Records to use:

----------

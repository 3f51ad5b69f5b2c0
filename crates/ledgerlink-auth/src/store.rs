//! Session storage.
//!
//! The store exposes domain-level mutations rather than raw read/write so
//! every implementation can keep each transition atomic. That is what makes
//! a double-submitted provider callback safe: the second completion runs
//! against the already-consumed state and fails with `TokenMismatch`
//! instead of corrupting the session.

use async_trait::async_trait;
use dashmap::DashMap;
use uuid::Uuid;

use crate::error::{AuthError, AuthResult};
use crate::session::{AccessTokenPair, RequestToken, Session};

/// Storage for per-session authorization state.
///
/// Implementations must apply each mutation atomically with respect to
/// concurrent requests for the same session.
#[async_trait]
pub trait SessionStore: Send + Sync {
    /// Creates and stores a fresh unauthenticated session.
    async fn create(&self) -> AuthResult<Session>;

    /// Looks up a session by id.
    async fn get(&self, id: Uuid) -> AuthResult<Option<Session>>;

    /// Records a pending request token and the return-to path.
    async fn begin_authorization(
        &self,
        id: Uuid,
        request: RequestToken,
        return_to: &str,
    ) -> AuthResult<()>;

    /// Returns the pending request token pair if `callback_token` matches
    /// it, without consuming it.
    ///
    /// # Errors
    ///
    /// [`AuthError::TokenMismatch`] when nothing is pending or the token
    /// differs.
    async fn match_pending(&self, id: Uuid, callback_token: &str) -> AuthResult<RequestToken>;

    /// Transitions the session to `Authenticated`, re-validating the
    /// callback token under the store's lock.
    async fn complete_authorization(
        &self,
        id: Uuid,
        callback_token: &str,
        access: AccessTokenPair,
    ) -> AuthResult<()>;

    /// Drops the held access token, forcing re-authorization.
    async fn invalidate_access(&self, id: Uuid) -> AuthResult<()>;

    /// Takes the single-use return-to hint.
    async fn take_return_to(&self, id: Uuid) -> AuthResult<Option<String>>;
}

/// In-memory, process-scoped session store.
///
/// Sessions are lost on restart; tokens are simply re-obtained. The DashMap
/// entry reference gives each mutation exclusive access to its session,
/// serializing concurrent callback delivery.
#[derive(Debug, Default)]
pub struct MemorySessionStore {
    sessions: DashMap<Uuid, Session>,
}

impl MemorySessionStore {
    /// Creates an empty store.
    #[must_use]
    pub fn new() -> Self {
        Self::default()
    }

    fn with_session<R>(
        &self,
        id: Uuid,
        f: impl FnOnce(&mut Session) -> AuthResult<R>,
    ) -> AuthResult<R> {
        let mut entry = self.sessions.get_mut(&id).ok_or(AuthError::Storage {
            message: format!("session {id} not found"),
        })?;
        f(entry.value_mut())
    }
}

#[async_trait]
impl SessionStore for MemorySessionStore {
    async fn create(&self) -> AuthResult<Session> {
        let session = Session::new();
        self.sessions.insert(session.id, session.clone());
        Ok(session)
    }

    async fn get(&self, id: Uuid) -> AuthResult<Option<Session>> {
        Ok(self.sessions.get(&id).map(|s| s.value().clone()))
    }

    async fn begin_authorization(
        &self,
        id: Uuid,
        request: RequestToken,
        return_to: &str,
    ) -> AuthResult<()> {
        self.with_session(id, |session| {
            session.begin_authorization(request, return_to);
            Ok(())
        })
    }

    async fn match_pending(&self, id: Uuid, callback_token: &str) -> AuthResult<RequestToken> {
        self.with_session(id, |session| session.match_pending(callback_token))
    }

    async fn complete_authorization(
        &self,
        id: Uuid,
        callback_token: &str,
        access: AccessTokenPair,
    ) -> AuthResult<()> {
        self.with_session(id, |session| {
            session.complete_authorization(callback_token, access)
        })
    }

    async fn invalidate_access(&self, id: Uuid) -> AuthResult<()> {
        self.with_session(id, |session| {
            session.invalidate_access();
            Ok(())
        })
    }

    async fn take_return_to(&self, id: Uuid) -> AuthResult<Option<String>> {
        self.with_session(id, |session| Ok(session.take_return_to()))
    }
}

----------

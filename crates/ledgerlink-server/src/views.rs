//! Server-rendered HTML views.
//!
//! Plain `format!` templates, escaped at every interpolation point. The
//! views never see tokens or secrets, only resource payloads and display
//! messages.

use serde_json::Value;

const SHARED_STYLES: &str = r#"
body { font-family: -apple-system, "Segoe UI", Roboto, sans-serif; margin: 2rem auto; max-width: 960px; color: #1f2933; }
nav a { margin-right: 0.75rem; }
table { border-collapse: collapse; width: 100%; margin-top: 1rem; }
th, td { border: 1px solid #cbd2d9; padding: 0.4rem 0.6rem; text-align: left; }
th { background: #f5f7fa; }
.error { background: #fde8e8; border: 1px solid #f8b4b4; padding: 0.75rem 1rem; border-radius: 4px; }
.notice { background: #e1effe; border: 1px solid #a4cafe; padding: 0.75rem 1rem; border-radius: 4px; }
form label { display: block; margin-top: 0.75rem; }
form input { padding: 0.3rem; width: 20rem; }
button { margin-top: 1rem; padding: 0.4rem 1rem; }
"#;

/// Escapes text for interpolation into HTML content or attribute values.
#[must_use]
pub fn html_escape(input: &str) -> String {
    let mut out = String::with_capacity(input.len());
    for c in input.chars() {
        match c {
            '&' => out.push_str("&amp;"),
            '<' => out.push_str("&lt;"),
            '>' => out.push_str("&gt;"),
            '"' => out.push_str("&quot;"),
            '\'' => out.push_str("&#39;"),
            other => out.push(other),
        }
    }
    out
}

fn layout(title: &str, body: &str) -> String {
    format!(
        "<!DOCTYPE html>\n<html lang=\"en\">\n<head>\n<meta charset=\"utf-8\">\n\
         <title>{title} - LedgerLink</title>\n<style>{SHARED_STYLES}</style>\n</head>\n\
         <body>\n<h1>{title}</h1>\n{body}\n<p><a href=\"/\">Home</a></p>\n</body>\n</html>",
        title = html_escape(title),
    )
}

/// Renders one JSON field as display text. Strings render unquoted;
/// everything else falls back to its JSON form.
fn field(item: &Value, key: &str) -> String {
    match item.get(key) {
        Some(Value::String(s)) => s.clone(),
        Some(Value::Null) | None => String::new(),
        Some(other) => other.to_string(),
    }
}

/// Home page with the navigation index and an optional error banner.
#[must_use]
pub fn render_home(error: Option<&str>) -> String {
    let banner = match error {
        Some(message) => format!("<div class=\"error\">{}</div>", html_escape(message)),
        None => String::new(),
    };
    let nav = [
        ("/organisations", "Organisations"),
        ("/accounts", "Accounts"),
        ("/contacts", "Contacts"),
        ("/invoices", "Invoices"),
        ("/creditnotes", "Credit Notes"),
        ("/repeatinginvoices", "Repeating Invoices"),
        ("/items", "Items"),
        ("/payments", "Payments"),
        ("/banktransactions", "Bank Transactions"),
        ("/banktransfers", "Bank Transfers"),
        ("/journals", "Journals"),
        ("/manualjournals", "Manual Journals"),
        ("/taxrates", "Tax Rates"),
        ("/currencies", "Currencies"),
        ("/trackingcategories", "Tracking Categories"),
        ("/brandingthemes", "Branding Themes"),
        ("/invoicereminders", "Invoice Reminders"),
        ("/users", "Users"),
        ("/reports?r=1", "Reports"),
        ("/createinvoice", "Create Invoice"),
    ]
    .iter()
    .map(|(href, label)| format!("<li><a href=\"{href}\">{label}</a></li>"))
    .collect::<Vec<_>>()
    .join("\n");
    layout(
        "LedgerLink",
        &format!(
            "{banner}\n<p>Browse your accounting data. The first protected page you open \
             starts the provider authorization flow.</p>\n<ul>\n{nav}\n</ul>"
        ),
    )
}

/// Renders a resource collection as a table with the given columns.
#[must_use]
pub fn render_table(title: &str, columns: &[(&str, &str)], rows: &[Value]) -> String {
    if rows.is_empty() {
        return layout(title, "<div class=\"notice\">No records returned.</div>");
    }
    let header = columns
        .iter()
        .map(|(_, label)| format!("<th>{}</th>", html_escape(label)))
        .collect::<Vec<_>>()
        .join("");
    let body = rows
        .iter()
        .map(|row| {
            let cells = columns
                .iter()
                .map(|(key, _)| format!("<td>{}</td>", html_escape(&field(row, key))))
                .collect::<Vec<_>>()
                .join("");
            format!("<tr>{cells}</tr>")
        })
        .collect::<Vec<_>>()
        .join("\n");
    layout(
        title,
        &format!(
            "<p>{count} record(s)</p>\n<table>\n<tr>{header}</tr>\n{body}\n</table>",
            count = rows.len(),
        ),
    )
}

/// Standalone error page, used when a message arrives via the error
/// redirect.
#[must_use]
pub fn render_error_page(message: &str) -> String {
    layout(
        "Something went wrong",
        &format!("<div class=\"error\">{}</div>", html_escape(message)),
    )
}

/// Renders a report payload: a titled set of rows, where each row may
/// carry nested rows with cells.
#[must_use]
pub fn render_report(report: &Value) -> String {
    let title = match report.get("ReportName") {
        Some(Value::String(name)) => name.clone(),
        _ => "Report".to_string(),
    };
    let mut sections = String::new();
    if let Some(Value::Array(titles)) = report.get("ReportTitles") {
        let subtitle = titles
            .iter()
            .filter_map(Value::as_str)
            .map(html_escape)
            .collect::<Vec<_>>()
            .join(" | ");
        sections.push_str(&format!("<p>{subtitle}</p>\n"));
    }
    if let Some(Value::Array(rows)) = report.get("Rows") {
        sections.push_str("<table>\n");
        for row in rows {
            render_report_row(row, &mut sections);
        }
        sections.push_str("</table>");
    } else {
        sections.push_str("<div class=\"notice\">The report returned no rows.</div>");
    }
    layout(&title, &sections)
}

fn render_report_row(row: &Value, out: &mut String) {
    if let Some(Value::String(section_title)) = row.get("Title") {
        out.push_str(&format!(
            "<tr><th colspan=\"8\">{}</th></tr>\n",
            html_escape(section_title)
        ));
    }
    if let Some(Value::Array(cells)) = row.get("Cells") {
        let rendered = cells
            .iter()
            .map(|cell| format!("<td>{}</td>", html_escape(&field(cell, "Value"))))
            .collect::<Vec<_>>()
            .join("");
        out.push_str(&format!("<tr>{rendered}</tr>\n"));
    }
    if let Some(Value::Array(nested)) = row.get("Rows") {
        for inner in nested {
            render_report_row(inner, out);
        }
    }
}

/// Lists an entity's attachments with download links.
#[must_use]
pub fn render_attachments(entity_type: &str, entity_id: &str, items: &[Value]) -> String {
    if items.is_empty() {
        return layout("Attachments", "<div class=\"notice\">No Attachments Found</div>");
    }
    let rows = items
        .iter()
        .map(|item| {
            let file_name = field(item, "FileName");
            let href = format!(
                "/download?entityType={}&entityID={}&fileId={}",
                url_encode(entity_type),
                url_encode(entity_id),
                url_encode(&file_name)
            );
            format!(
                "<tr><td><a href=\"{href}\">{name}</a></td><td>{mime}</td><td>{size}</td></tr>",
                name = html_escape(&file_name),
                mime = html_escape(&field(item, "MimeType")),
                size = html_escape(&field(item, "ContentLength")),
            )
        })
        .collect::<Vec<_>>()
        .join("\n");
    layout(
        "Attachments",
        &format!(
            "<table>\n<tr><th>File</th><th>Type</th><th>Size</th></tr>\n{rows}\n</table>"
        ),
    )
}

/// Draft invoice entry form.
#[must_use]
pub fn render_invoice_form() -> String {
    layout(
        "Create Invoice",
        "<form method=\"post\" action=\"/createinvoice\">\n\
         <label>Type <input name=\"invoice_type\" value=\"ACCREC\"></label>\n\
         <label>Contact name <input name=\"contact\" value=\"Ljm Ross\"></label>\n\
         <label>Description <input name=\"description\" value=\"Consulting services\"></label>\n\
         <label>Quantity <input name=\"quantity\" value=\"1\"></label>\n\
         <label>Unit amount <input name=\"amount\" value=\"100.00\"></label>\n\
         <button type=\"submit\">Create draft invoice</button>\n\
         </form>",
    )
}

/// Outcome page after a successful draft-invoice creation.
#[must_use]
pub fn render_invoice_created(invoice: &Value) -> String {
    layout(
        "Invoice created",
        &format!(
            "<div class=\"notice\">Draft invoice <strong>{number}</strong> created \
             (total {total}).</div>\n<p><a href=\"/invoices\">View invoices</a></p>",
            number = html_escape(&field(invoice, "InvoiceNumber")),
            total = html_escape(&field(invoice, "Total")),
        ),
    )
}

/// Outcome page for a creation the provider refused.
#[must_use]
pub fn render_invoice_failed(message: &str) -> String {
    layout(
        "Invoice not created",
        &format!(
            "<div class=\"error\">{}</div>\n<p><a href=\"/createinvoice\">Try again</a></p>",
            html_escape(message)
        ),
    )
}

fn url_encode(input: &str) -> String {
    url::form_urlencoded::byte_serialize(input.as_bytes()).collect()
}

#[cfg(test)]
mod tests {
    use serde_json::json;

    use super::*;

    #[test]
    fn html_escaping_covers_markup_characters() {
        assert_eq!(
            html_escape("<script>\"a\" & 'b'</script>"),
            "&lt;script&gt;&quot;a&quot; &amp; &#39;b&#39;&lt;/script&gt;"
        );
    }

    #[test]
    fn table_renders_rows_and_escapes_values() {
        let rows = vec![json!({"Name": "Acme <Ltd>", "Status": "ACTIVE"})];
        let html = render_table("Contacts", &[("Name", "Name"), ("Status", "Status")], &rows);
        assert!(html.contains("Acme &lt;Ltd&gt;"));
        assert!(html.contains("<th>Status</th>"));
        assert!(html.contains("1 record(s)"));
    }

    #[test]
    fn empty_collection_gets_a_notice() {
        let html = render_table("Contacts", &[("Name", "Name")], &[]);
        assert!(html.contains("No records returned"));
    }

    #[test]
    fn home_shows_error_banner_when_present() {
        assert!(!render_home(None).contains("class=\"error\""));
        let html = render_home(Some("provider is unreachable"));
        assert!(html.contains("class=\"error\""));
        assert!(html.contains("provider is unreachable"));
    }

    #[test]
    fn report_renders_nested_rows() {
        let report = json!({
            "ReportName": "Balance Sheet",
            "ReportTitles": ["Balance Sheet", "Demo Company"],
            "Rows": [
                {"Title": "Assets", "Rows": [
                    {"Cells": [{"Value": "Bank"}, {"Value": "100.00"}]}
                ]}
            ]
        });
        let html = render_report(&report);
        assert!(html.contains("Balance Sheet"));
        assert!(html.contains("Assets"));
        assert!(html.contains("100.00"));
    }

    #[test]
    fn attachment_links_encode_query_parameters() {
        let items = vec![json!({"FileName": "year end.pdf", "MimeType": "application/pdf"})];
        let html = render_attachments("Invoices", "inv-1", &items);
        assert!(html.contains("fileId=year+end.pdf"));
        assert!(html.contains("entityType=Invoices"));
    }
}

----------

Goal of the exercise: Please return a copy of each line in the entries that has the string "resource".

Answer box:
//! views never see tokens or secrets, only resource payloads and display
/// Renders a resource collection as a table with the given columns.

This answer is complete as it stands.